— DIRECTIONS FOR THIS TASK —
Every line of the records below that holds the word "first" belongs in the answer.

*** DATA TO EXAMINE ***

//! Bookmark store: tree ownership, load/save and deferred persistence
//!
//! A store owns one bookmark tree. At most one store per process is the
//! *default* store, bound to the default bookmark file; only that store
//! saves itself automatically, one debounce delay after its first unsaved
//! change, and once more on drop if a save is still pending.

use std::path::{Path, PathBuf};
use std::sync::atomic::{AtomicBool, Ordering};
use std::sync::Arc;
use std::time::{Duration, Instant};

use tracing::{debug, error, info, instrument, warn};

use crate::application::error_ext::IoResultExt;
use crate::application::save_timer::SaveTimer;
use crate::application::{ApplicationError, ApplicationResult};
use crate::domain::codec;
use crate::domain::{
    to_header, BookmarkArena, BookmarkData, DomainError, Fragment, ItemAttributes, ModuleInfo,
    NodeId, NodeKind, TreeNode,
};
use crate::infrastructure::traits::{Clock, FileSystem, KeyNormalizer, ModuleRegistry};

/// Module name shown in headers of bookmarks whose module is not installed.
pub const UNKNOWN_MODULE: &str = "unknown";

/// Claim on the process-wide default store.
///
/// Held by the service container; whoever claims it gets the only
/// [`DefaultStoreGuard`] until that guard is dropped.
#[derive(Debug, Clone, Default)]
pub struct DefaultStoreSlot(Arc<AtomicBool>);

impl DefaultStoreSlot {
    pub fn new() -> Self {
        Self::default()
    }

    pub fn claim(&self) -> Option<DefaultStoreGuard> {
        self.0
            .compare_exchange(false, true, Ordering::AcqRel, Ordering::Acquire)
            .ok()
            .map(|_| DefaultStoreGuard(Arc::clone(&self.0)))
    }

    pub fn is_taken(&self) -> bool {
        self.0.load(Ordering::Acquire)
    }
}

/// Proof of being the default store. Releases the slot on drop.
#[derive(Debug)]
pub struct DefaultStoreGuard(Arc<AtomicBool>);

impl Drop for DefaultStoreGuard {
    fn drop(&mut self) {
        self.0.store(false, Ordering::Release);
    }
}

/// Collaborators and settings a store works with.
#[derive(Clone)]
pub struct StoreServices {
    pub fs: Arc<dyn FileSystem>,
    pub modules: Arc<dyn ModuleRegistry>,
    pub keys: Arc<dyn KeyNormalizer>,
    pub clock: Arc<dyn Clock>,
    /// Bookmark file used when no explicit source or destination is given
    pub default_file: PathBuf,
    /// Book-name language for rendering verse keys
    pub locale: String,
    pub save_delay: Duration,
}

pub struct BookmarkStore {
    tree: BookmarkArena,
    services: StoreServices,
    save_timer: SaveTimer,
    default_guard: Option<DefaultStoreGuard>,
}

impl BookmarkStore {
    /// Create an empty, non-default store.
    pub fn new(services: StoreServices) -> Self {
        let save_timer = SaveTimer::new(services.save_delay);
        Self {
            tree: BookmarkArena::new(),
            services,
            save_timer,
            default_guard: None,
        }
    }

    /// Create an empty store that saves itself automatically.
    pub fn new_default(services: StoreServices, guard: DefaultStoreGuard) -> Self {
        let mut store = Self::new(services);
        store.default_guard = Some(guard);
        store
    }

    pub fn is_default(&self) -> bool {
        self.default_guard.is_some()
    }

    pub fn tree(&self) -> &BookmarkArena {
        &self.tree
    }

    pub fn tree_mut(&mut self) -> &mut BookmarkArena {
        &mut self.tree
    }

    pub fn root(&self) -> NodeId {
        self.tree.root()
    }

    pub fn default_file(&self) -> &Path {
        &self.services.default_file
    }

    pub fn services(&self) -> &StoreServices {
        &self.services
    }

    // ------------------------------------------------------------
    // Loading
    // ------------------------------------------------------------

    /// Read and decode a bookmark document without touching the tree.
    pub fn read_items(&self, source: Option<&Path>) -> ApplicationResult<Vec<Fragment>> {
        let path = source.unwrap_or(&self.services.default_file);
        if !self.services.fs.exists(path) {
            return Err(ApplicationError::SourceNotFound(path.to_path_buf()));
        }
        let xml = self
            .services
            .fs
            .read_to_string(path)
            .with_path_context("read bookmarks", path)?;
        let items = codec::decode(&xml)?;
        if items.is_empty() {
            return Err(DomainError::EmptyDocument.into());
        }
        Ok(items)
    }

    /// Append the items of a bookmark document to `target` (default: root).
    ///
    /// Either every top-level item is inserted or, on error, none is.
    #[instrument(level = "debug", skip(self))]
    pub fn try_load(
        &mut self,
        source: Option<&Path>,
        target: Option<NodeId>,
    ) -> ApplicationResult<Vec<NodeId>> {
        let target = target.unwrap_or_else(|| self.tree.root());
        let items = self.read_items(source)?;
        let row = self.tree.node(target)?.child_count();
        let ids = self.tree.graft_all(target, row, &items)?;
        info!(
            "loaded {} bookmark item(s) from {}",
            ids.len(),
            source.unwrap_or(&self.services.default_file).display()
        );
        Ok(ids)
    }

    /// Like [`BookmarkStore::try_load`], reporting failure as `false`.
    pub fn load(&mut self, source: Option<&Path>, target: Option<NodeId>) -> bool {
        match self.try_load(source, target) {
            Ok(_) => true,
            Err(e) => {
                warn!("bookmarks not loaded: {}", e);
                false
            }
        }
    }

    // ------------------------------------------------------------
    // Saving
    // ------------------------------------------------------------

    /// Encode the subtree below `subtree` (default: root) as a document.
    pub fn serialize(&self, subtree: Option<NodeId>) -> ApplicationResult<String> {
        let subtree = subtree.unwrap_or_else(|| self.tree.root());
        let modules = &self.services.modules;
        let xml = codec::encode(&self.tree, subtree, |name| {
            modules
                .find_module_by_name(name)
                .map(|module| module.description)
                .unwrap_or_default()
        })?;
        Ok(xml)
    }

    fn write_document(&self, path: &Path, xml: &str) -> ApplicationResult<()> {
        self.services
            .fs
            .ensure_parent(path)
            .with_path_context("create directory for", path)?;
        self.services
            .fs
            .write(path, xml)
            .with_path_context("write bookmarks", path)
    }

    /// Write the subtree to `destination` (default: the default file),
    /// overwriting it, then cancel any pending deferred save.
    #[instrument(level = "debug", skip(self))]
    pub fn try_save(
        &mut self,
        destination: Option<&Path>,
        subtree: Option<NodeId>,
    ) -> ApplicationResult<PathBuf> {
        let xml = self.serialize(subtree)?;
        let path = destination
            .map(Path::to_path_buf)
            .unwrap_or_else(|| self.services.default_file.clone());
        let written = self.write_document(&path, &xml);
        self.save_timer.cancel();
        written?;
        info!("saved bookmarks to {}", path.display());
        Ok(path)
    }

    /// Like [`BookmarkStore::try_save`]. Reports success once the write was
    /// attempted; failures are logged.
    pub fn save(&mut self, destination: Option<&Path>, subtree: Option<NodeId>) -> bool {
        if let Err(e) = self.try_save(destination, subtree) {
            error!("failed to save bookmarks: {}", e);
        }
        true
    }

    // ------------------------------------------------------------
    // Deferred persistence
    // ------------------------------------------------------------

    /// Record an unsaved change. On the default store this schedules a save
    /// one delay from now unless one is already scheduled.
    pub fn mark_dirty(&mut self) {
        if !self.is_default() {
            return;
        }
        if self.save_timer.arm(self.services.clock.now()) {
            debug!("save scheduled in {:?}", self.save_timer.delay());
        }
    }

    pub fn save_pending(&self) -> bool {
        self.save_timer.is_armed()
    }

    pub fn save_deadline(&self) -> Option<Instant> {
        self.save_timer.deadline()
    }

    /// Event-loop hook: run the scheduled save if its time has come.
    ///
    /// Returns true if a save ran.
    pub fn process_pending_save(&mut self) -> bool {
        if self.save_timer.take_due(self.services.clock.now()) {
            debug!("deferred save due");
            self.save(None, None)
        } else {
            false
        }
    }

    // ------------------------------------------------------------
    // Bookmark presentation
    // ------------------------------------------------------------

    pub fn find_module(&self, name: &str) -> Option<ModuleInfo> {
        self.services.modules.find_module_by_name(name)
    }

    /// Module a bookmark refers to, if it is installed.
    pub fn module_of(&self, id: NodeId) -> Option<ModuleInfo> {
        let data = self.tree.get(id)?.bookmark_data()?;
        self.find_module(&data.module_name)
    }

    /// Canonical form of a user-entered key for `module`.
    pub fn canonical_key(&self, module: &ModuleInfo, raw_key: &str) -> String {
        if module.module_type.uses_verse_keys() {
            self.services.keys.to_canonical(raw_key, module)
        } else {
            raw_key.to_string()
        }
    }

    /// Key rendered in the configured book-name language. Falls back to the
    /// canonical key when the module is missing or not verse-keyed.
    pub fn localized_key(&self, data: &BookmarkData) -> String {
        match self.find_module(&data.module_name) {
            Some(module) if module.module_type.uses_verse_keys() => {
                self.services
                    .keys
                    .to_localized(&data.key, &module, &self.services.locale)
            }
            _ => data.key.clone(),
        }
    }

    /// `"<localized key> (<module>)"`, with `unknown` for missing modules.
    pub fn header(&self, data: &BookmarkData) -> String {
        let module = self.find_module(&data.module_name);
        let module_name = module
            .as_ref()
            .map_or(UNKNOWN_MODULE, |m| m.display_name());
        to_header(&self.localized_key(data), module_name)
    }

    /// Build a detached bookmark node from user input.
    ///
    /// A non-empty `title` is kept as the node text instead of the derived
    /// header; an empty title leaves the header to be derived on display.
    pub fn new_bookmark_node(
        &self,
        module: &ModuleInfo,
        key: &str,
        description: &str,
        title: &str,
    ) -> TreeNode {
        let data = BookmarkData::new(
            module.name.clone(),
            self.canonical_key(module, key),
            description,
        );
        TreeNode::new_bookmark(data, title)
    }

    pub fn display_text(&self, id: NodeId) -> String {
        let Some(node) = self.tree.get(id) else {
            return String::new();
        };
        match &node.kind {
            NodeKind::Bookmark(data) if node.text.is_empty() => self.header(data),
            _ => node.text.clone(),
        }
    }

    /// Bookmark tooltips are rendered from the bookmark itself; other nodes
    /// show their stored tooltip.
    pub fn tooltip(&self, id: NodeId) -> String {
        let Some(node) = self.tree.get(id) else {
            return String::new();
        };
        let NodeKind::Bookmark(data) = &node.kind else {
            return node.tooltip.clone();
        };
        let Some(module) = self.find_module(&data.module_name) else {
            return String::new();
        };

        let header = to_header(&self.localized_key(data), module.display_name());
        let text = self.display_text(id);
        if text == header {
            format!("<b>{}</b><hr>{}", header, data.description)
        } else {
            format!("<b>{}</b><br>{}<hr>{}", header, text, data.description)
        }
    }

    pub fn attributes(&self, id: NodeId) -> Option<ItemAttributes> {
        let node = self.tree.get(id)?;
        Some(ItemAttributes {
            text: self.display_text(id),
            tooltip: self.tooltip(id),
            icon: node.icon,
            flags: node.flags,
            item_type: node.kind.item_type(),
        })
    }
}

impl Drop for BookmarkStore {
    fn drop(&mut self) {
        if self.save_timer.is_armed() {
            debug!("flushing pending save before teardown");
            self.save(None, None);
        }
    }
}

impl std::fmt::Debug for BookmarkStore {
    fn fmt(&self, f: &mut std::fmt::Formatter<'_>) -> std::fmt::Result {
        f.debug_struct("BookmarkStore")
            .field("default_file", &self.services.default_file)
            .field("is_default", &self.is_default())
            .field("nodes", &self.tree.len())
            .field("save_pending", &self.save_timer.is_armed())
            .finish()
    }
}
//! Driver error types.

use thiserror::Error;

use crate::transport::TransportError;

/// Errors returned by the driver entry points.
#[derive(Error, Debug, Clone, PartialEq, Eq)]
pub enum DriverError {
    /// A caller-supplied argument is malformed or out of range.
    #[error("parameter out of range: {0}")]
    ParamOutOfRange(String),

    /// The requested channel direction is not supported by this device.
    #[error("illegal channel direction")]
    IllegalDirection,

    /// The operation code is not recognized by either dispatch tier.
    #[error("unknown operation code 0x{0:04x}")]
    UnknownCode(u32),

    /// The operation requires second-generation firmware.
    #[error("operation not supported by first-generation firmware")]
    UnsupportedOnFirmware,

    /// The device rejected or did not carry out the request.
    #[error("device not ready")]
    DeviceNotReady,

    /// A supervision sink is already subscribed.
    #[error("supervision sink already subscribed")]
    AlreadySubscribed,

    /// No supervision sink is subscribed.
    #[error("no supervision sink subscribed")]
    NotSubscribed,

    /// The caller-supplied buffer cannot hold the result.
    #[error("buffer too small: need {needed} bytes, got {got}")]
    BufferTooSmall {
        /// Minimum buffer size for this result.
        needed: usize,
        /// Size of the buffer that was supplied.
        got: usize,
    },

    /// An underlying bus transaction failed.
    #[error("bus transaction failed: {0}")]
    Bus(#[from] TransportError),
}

*** End of DATA TO EXAMINE ***

— WRITTEN SOLUTION —
//! saves itself automatically, one debounce delay after its first unsaved
    #[error("operation not supported by first-generation firmware")]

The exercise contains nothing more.